Your answer is to be every line of the material that includes the string "matches".

── Input records

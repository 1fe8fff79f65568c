//! Value matchers.
//!
//! Each matcher decides whether a single candidate string satisfies a matcher
//! value. Matchers are total: malformed matcher values or candidates are a
//! non-match, never an error or a panic. On success a matcher yields the value
//! it extracted (the candidate itself for non-extracting kinds), which a chained
//! `doMatch` matcher is then applied to.

mod array;
mod json;
mod json_path;
mod jwt;
mod string;
mod xml;
mod xml_templated;

pub use json::{json_match, json_partial_match};
pub use json_path::json_path_match;
pub use xml::{xml_match, xpath_match};
pub use xml_templated::xml_templated_match;

use crate::models::{MatcherConfig, MatcherValue};
use regex::Regex;
use std::collections::HashMap;
use std::fmt;
use std::sync::Arc;
use tracing::warn;

/// Closed set of matcher kinds.
#[derive(Debug, Clone, Copy, PartialEq, Eq, Hash)]
pub enum MatcherKind {
    Exact,
    Glob,
    Regex,
    Json,
    JsonPartial,
    JsonPath,
    Xpath,
    Xml,
    XmlTemplated,
    Array,
    ContainsExactly,
    Contains,
    ContainsOnly,
    Negate,
    Jwt,
    JwtJsonPath,
    Form,
}

impl MatcherKind {
    pub const ALL: [MatcherKind; 17] = [
        MatcherKind::Exact,
        MatcherKind::Glob,
        MatcherKind::Regex,
        MatcherKind::Json,
        MatcherKind::JsonPartial,
        MatcherKind::JsonPath,
        MatcherKind::Xpath,
        MatcherKind::Xml,
        MatcherKind::XmlTemplated,
        MatcherKind::Array,
        MatcherKind::ContainsExactly,
        MatcherKind::Contains,
        MatcherKind::ContainsOnly,
        MatcherKind::Negate,
        MatcherKind::Jwt,
        MatcherKind::JwtJsonPath,
        MatcherKind::Form,
    ];

    /// Tag used in simulations.
    pub fn name(self) -> &'static str {
        match self {
            MatcherKind::Exact => "exact",
            MatcherKind::Glob => "glob",
            MatcherKind::Regex => "regex",
            MatcherKind::Json => "json",
            MatcherKind::JsonPartial => "jsonpartial",
            MatcherKind::JsonPath => "jsonpath",
            MatcherKind::Xpath => "xpath",
            MatcherKind::Xml => "xml",
            MatcherKind::XmlTemplated => "xmltemplated",
            MatcherKind::Array => "array",
            MatcherKind::ContainsExactly => "containsexactly",
            MatcherKind::Contains => "contains",
            MatcherKind::ContainsOnly => "containsonly",
            MatcherKind::Negate => "negate",
            MatcherKind::Jwt => "jwt",
            MatcherKind::JwtJsonPath => "jwtjsonpath",
            MatcherKind::Form => "form",
        }
    }

    /// Score contributed by one successful match of this kind.
    pub fn score(self) -> u32 {
        match self {
            MatcherKind::Exact | MatcherKind::ContainsExactly => 2,
            _ => 1,
        }
    }
}

impl AsRef<str> for MatcherKind {
    fn as_ref(&self) -> &str {
        self.name()
    }
}

impl fmt::Display for MatcherKind {
    fn fmt(&self, f: &mut fmt::Formatter<'_>) -> fmt::Result {
        f.write_str(self.name())
    }
}

/// Name to kind lookup, built once at startup and shared by reference.
#[derive(Debug, Clone)]
pub struct MatcherRegistry {
    kinds: HashMap<String, MatcherKind>,
}

impl MatcherRegistry {
    /// Registry containing every built-in kind.
    pub fn standard() -> Self {
        Self::with_kinds(MatcherKind::ALL)
    }

    pub fn with_kinds(kinds: impl IntoIterator<Item = MatcherKind>) -> Self {
        Self {
            kinds: kinds
                .into_iter()
                .map(|kind| (kind.name().to_string(), kind))
                .collect(),
        }
    }

    /// Case-insensitive lookup.
    pub fn lookup(&self, name: &str) -> Option<MatcherKind> {
        self.kinds.get(&name.to_lowercase()).copied()
    }

    /// Lookup that treats unknown kinds as exact (deprecated whole-query field).
    pub fn lookup_or_exact(&self, name: &str) -> MatcherKind {
        self.lookup(name).unwrap_or_else(|| {
            warn!("Unknown matcher '{}', falling back to exact matching", name);
            MatcherKind::Exact
        })
    }

    pub fn len(&self) -> usize {
        self.kinds.len()
    }

    pub fn is_empty(&self) -> bool {
        self.kinds.is_empty()
    }
}

impl Default for MatcherRegistry {
    fn default() -> Self {
        Self::standard()
    }
}

/// A matcher value bound to its kind, with regexes compiled up front.
#[derive(Debug, Clone)]
pub struct ValueMatcher {
    kind: MatcherKind,
    value: MatcherValue,
    config: MatcherConfig,
    /// Compiled pattern for the regex kind; `None` if the pattern is invalid
    regex: Option<Arc<Regex>>,
}

impl ValueMatcher {
    pub fn compile(kind: MatcherKind, value: MatcherValue, config: MatcherConfig) -> Self {
        let regex = match (kind, value.as_str()) {
            (MatcherKind::Regex, Some(pattern)) => match Regex::new(pattern) {
                Ok(regex) => Some(Arc::new(regex)),
                Err(e) => {
                    warn!("Invalid regex matcher '{}': {}", pattern, e);
                    None
                }
            },
            _ => None,
        };

        Self {
            kind,
            value,
            config,
            regex,
        }
    }

    pub fn kind(&self) -> MatcherKind {
        self.kind
    }

    pub fn value(&self) -> &MatcherValue {
        &self.value
    }

    /// Apply the matcher; `Some(extracted)` on success.
    pub fn matches(&self, candidate: &str) -> Option<String> {
        let matched = match self.kind {
            MatcherKind::Exact => string::exact_match(&self.value, candidate),
            MatcherKind::Glob => string::glob_match(&self.value, candidate),
            MatcherKind::Regex => self
                .regex
                .as_ref()
                .is_some_and(|regex| regex.is_match(candidate)),
            MatcherKind::Negate => string::negation_match(&self.value, candidate),
            MatcherKind::Json => json_match(&self.value, candidate),
            MatcherKind::JsonPartial => json_partial_match(&self.value, candidate),
            MatcherKind::JsonPath => return json_path_match(&self.value, candidate),
            MatcherKind::Xpath => return xpath_match(&self.value, candidate),
            MatcherKind::Xml => xml_match(&self.value, candidate),
            MatcherKind::XmlTemplated => xml_templated_match(&self.value, candidate),
            MatcherKind::Array => array::array_match(&self.value, candidate, &self.config),
            MatcherKind::ContainsExactly => array::contains_exactly_match(&self.value, candidate),
            MatcherKind::Contains => array::contains_match(&self.value, candidate),
            MatcherKind::ContainsOnly => array::contains_only_match(&self.value, candidate),
            MatcherKind::Jwt => jwt::jwt_match(&self.value, candidate),
            MatcherKind::JwtJsonPath => return jwt::jwt_json_path_match(&self.value, candidate),
            // Form values are decomposed by the body matcher
            MatcherKind::Form => false,
        };

        matched.then(|| candidate.to_string())
    }
}

/// One-shot evaluation without precompilation.
pub fn evaluate(
    kind: MatcherKind,
    value: &MatcherValue,
    candidate: &str,
    config: &MatcherConfig,
) -> Option<String> {
    ValueMatcher::compile(kind, value.clone(), config.clone()).matches(candidate)
}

────

- Task response -
    pub fn matches(&self, candidate: &str) -> Option<String> {
    ValueMatcher::compile(kind, value.clone(), config.clone()).matches(candidate)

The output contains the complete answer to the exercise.